Your goal: The answer must consist of every line from the entries below that contains the word "MailboxState".

[Dataset entries]
+--
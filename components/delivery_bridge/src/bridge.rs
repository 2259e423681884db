//! The delivery bridge
//!
//! Producers publish tab-tagged events; a consumer completes a ready handshake for its tab and
//! receives the queued backlog, in order, followed by live events on the same channel.

use crate::config::BridgeConfig;
use crate::envelope::{Envelope, TabId};
use crate::error::{BridgeError, Result};
use crate::mailbox::{ConnectionId, Delivery, Mailbox, MailboxState};
use dashmap::DashMap;
use parking_lot::Mutex;
use serde::Serialize;
use std::sync::Arc;
use tokio::sync::mpsc;
use tracing::{debug, info};

/// Delivery counters
#[derive(Debug, Clone, Default, PartialEq, Eq, Serialize)]
#[serde(rename_all = "camelCase")]
pub struct BridgeStats {
    /// Messages handed to `publish`, forwarded or not
    pub published: u64,
    /// Messages outside the forwarded domains
    pub filtered: u64,
    pub delivered_live: u64,
    pub queued: u64,
    /// Queued messages handed over during ready handshakes
    pub flushed: u64,
    /// Queued messages evicted by the capacity limit
    pub dropped: u64,
    /// Live deliveries handed back unprocessed by a departing consumer
    pub requeued: u64,
}

/// Reply to a ready handshake
#[derive(Debug)]
pub struct ReadyAck {
    pub tab_id: TabId,
    pub connection: ConnectionId,
    /// Number of backlog messages already waiting in `receiver`
    pub queued_count: usize,
    pub receiver: mpsc::UnboundedReceiver<Envelope>,
}

/// Result of [`DeliveryBridge::publish`]
#[derive(Debug, Clone, Copy, PartialEq, Eq)]
pub enum PublishOutcome {
    Delivered(Delivery),
    /// Not a forwarded domain
    Filtered,
}

/// Store-and-forward mailbox per tab
#[derive(Clone)]
pub struct DeliveryBridge {
    config: BridgeConfig,
    mailboxes: Arc<DashMap<TabId, Mailbox>>,
    stats: Arc<Mutex<BridgeStats>>,
}

impl Default for DeliveryBridge {
    fn default() -> Self {
        Self::new()
    }
}

impl DeliveryBridge {
    pub fn new() -> Self {
        Self::with_config(BridgeConfig::default())
    }

    pub fn with_config(config: BridgeConfig) -> Self {
        Self {
            config,
            mailboxes: Arc::new(DashMap::new()),
            stats: Arc::new(Mutex::new(BridgeStats::default())),
        }
    }

    pub fn config(&self) -> &BridgeConfig {
        &self.config
    }

    /// Publish an event for its tab
    ///
    /// Never fails: without a live consumer the event is queued.
    pub fn publish(&self, envelope: Envelope) -> PublishOutcome {
        self.stats.lock().published += 1;

        if !self.config.forwards(envelope.domain()) {
            self.stats.lock().filtered += 1;
            return PublishOutcome::Filtered;
        }

        let delivery = self
            .mailboxes
            .entry(envelope.tab_id)
            .or_insert_with(|| Mailbox::new(self.config.queue_capacity))
            .push(envelope);

        let mut stats = self.stats.lock();
        match delivery {
            Delivery::Live => stats.delivered_live += 1,
            Delivery::Queued { evicted } => {
                stats.queued += 1;
                if evicted {
                    stats.dropped += 1;
                }
            }
        }
        PublishOutcome::Delivered(delivery)
    }

    /// Ready handshake
    ///
    /// Atomically flushes the tab's backlog into a fresh channel and switches the mailbox to
    /// live forwarding. A previous consumer for the tab is superseded.
    pub fn ready(&self, tab_id: TabId) -> ReadyAck {
        let (connection, receiver, queued_count) = self
            .mailboxes
            .entry(tab_id)
            .or_insert_with(|| Mailbox::new(self.config.queue_capacity))
            .attach();

        self.stats.lock().flushed += queued_count as u64;
        info!(
            "Consumer {} ready for tab {}, flushed {} queued messages",
            connection, tab_id, queued_count
        );

        ReadyAck {
            tab_id,
            connection,
            queued_count,
            receiver,
        }
    }

    /// Return the tab to buffering if `connection` is its current consumer
    pub fn disconnect(&self, tab_id: TabId, connection: ConnectionId) -> Result<()> {
        let mut mailbox = self
            .mailboxes
            .get_mut(&tab_id)
            .ok_or(BridgeError::UnknownTab(tab_id))?;

        if mailbox.release(connection) {
            debug!("Consumer {} disconnected from tab {}", connection, tab_id);
            Ok(())
        } else {
            Err(BridgeError::StaleConnection { tab_id, connection })
        }
    }

    /// Hand back messages a departing consumer received but never processed
    ///
    /// They go ahead of anything queued since, in the given order, so the next ready handshake
    /// replays them first. Returns the number kept; an unknown tab keeps nothing.
    pub fn requeue_front(&self, tab_id: TabId, envelopes: Vec<Envelope>) -> usize {
        if envelopes.is_empty() {
            return 0;
        }
        let count = envelopes.len();
        let Some(mut mailbox) = self.mailboxes.get_mut(&tab_id) else {
            debug!("Tab {} is gone, discarding {} returned messages", tab_id, count);
            return 0;
        };
        let evicted = mailbox.requeue_front(envelopes);
        drop(mailbox);

        let mut stats = self.stats.lock();
        stats.requeued += count as u64;
        stats.dropped += evicted as u64;
        info!("Requeued {} undelivered messages for tab {}", count, tab_id);
        count - evicted
    }

    /// Forget the tab entirely, discarding its backlog
    pub fn detach(&self, tab_id: TabId) -> Option<usize> {
        let (_, mailbox) = self.mailboxes.remove(&tab_id)?;
        let discarded = mailbox.queued();
        debug!("Detached tab {}, discarding {} queued", tab_id, discarded);
        Some(discarded)
    }

    pub fn state(&self, tab_id: TabId) -> Option<MailboxState> {
        self.mailboxes.get(&tab_id).map(|m| m.state())
    }

    pub fn queued(&self, tab_id: TabId) -> usize {
        self.mailboxes.get(&tab_id).map_or(0, |m| m.queued())
    }

    pub fn tabs(&self) -> Vec<TabId> {
        let mut tabs: Vec<TabId> = self.mailboxes.iter().map(|e| *e.key()).collect();
        tabs.sort();
        tabs
    }

    pub fn stats(&self) -> BridgeStats {
        self.stats.lock().clone()
    }
}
+--
Written answer:
use crate::mailbox::{ConnectionId, Delivery, Mailbox, MailboxState};
    pub fn state(&self, tab_id: TabId) -> Option<MailboxState> {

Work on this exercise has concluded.